For my non-math audiences:

• Compute for me the following: 1+1-1+1-1-1. Did you get 0? If so, great!

• Now compute for me the following:

  • 1+1+1-1-1-1-1-1-1+1+1+1+1-1-1-1+1+1+1-1

• This computation is probably a little trickier because there are way more terms involved. So perhaps some of you, instead of just adding and subtracting 1's, decided to count the number of +1's and count the number of -1's and you saw that if the number of +1's and -1's are the same, you get 0!

• If you prefer to use some visual aids, say the +1's are blue blocks and the -1's are red blocks. The only way we get 0 is if the height of the blue blocks and the red blocks are the same.

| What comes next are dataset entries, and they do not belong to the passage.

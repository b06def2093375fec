//! Shared application state.
//!
//! Built once by the agent and cloned into the RPC service and the ops router. Cloning is cheap
//! (everything is behind `Arc`).

use std::sync::Arc;

use tokio_util::sync::CancellationToken;

use tailgate_core::{CommitLog, PolicyDecisionPoint, ProfileStore};

use crate::obs::GatewayMetrics;
use crate::policy::AuthorizationGate;

#[derive(Clone)]
pub struct AppState {
    log: Arc<CommitLog>,
    profiles: Arc<dyn ProfileStore>,
    gate: AuthorizationGate,
    metrics: Arc<GatewayMetrics>,
    shutdown: CancellationToken,
    stream_buffer: usize,
}

impl AppState {
    pub fn new(
        log: Arc<CommitLog>,
        profiles: Arc<dyn ProfileStore>,
        policy: Arc<dyn PolicyDecisionPoint>,
        shutdown: CancellationToken,
        stream_buffer: usize,
    ) -> Self {
        let metrics = Arc::new(GatewayMetrics::default());
        let gate = AuthorizationGate::new(policy, Arc::clone(&metrics));
        Self {
            log,
            profiles,
            gate,
            metrics,
            shutdown,
            stream_buffer: stream_buffer.max(1),
        }
    }

    pub fn log(&self) -> &Arc<CommitLog> {
        &self.log
    }

    pub fn profiles(&self) -> &Arc<dyn ProfileStore> {
        &self.profiles
    }

    pub fn gate(&self) -> &AuthorizationGate {
        &self.gate
    }

    pub fn metrics(&self) -> Arc<GatewayMetrics> {
        Arc::clone(&self.metrics)
    }

    /// Root token; tails attach child tokens so shutdown ends them.
    pub fn shutdown_token(&self) -> &CancellationToken {
        &self.shutdown
    }

    pub fn stream_buffer(&self) -> usize {
        self.stream_buffer
    }

    pub fn is_draining(&self) -> bool {
        self.metrics.is_draining()
    }

    /// Point-in-time gauges rendered next to the registry.
    pub async fn metrics_extra(&self) -> Vec<(&'static str, u64)> {
        let profiles = u64::try_from(self.profiles.len().await).unwrap_or(u64::MAX);
        vec![
            ("tailgate_log_records", self.log.len()),
            ("tailgate_profiles", profiles),
        ]
    }
}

• Through my research, I seek to answer a similar question. If someone gives me a random combination of elements (like +1's and -1's), can I tell you when that combination is 0? If I always can, I've given you a solution to "The Word Problem." I seek to provide a nice solution to the Word Problem for groups known as Euclidean Artin Groups.

For my math audience:

• In general, I enjoy the pleasant intersection of algebra, geometry and topology that I find in the field of Geometric Group Theory.

• If you read the above, you can see that I've been thinking about the Word Problem for Euclidean Artin groups. In general, the word problem for Artin groups remains unanswered though progress towards solutions for certain types of Artin groups exist.

• In particular, no "nice" solutions exist for Euclidean Artin groups. Recently, I've been looking at these solutions and attempting to create nicer solutions. Using topics and techniques like that of Garside structures and Stallings foldings, I am working to write a set of finite state automata that will serve as a solution to the word problem for a particular Euclidean Artin group.